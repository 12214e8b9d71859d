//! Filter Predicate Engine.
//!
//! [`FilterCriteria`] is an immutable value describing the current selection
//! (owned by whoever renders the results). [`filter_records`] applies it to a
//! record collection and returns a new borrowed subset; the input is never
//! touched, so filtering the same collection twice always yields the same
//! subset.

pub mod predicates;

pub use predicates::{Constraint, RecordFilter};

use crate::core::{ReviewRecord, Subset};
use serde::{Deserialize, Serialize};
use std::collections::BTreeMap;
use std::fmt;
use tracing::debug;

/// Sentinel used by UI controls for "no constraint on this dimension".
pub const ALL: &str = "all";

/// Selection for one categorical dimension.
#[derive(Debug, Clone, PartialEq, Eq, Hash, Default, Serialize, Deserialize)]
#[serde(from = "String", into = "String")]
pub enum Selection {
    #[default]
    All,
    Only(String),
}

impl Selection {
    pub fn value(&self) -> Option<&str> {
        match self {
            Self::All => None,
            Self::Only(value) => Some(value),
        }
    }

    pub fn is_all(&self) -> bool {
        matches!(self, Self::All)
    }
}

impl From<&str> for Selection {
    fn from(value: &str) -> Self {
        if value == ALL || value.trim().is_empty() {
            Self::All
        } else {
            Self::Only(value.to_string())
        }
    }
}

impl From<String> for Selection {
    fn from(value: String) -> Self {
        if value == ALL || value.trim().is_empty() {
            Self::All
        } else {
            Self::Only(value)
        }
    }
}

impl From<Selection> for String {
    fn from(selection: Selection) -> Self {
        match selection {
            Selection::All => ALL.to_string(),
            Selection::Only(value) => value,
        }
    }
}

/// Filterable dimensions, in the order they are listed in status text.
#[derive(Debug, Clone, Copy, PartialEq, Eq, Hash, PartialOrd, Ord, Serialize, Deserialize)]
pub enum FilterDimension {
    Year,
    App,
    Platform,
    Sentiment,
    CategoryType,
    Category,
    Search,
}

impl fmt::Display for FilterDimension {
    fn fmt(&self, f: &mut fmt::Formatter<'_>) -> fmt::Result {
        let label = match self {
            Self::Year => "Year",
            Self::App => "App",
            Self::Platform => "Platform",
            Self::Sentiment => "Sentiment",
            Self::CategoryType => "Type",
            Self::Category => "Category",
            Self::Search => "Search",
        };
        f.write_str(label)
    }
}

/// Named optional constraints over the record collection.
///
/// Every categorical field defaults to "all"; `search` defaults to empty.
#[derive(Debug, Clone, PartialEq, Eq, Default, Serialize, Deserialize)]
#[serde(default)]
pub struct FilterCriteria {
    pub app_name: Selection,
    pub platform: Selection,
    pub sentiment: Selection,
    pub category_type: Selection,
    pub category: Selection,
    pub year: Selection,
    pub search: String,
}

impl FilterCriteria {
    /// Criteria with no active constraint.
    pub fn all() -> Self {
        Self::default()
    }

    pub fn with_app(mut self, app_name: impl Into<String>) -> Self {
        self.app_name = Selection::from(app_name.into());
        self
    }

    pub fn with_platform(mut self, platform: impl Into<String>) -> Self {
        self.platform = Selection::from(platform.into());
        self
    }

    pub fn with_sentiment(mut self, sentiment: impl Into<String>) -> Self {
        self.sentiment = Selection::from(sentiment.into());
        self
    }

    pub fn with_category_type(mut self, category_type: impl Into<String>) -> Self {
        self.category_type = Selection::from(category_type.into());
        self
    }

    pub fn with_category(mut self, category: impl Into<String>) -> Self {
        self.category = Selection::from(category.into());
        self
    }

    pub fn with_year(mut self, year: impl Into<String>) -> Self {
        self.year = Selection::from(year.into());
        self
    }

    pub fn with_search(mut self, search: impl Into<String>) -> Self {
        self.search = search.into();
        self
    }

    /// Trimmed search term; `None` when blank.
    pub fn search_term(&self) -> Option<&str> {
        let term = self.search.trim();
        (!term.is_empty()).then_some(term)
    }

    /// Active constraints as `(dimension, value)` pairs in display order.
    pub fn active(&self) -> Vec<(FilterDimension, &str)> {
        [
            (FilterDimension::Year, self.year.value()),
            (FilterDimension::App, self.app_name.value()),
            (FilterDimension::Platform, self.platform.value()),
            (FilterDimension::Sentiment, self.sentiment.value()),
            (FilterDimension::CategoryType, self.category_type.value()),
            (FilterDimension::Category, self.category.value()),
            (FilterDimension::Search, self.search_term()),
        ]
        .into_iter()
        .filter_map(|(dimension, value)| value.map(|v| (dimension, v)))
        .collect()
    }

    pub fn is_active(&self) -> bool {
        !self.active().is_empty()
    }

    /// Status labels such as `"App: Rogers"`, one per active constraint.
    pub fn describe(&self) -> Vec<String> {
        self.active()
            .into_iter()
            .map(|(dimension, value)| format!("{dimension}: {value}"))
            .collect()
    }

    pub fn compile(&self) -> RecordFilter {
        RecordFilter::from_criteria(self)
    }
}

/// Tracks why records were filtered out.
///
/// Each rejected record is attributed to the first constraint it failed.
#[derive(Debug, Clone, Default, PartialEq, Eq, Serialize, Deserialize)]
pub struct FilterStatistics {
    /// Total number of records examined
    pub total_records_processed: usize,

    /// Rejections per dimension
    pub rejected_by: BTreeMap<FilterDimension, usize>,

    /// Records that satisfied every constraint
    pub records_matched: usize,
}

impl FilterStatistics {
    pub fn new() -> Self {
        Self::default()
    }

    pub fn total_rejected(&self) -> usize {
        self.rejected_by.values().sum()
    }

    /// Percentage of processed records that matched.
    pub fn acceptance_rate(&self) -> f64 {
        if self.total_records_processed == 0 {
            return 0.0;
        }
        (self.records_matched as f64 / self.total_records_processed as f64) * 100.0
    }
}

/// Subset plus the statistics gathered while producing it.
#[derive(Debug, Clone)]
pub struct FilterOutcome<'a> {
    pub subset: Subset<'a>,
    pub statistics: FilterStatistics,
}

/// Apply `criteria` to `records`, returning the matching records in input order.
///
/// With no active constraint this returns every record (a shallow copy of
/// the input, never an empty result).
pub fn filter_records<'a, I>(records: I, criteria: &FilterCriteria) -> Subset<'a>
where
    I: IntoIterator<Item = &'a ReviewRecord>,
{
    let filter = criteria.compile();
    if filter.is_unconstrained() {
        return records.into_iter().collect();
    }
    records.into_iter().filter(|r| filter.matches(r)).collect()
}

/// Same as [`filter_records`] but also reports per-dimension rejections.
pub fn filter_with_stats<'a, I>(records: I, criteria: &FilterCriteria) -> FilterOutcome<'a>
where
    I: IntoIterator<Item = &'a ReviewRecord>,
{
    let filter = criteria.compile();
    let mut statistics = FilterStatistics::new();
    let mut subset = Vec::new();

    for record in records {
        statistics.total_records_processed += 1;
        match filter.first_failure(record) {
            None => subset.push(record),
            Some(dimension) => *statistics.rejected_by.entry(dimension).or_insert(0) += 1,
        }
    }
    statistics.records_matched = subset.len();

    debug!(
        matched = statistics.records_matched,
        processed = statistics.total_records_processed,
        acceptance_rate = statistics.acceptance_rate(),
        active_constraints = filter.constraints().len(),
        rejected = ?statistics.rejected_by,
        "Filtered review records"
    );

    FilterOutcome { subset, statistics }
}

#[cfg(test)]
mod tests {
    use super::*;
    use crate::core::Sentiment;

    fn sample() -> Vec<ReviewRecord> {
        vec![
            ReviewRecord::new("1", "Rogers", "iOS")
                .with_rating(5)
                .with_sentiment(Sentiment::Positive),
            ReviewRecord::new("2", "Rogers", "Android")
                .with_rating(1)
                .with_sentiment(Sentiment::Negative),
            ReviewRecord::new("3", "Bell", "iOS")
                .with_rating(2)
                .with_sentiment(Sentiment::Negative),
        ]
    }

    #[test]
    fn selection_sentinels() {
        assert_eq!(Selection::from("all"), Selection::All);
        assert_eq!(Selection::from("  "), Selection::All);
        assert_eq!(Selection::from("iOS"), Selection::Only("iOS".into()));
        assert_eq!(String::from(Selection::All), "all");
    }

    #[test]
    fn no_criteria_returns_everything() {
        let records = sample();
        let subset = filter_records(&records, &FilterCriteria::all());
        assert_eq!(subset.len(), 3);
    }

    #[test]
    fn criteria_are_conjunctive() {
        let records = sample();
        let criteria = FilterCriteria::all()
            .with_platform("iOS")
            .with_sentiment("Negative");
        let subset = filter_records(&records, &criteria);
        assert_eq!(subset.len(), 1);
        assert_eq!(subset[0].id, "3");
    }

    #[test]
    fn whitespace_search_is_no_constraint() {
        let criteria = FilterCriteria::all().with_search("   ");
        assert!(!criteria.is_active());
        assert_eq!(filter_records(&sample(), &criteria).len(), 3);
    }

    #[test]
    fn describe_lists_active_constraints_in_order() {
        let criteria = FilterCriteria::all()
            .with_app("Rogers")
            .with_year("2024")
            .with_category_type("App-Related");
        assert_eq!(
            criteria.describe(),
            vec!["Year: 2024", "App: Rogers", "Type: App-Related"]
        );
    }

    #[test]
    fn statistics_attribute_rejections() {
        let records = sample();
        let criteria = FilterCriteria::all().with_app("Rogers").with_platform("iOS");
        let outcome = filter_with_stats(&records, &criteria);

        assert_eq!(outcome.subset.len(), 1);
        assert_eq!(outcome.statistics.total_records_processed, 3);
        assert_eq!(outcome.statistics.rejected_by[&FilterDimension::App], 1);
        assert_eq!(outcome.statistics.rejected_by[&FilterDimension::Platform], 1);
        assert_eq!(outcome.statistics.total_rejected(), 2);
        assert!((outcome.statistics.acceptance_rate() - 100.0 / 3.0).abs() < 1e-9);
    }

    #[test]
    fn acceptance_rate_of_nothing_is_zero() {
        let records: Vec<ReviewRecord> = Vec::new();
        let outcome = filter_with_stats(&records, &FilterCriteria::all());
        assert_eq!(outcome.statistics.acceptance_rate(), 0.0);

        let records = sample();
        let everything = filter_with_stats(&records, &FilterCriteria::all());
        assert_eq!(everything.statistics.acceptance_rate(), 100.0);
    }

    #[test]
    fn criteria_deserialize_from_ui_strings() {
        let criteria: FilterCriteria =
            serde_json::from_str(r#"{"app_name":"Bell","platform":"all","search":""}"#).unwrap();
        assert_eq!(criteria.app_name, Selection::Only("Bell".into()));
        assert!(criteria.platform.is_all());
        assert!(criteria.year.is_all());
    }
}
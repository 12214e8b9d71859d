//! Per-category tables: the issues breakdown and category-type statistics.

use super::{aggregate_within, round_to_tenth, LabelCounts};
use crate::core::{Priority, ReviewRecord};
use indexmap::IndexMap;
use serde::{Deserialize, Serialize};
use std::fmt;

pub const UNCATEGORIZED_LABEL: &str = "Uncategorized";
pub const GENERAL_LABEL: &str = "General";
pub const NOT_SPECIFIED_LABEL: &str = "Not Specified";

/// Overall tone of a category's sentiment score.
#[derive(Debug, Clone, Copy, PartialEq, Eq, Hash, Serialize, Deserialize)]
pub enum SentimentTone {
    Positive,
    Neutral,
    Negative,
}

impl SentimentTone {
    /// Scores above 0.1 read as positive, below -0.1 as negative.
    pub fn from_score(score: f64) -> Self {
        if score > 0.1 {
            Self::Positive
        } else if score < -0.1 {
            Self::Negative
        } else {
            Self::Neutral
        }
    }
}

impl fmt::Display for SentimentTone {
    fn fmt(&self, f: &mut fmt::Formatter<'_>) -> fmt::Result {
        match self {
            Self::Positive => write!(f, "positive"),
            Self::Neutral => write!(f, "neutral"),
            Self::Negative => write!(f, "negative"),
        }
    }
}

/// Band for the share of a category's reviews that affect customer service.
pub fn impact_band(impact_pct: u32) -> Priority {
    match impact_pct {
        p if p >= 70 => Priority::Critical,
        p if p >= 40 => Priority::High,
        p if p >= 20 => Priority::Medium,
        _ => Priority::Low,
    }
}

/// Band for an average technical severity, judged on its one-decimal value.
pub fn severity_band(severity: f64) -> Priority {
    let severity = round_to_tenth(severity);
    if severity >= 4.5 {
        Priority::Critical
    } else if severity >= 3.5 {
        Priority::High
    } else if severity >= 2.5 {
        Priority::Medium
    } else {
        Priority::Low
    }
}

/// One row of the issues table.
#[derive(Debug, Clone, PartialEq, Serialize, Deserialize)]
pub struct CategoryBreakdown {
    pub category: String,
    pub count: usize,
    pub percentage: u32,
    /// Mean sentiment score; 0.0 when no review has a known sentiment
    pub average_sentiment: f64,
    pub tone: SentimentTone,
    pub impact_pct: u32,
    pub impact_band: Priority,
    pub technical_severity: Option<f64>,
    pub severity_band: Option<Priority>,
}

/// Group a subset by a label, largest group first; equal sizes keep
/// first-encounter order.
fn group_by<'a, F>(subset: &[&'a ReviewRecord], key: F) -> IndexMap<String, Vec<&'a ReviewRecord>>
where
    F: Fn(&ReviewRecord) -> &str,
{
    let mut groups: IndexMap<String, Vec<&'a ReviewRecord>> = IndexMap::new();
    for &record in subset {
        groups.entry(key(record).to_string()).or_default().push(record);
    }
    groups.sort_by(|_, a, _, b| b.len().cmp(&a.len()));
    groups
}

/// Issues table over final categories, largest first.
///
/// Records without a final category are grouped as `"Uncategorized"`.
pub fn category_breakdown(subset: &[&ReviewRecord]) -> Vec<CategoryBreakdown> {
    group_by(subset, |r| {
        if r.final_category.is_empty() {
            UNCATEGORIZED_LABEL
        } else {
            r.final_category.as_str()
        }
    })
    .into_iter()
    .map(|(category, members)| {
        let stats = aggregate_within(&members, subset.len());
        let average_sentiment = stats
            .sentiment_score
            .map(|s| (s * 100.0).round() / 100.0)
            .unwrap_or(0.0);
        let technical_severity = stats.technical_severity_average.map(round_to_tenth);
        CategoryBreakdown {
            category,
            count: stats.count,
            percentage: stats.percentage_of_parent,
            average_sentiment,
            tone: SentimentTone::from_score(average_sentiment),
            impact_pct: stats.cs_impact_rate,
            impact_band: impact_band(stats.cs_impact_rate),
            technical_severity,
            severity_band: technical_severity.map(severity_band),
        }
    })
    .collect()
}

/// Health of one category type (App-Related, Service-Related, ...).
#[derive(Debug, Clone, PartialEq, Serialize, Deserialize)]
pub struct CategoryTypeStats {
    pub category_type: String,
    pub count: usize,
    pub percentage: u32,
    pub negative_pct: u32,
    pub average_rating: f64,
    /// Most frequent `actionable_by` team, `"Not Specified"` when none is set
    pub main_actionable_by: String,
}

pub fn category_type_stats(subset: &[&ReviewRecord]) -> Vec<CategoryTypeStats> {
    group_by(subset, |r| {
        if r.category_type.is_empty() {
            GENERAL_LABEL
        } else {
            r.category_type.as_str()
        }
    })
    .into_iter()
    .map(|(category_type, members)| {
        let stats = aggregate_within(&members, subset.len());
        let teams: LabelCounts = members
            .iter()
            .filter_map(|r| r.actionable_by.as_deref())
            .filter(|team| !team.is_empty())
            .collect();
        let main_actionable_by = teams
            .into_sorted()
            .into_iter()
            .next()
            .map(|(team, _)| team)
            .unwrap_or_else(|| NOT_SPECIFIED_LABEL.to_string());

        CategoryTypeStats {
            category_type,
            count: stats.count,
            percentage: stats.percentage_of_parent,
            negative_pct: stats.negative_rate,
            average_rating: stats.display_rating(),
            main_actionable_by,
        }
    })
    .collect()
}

········

INSTRUCTIONS TO FOLLOW: Return, from the data above, each line in which the string "CategoryTypeStats" appears.

ANSWER TO THIS EXERCISE:
pub struct CategoryTypeStats {
pub fn category_type_stats(subset: &[&ReviewRecord]) -> Vec<CategoryTypeStats> {
        CategoryTypeStats {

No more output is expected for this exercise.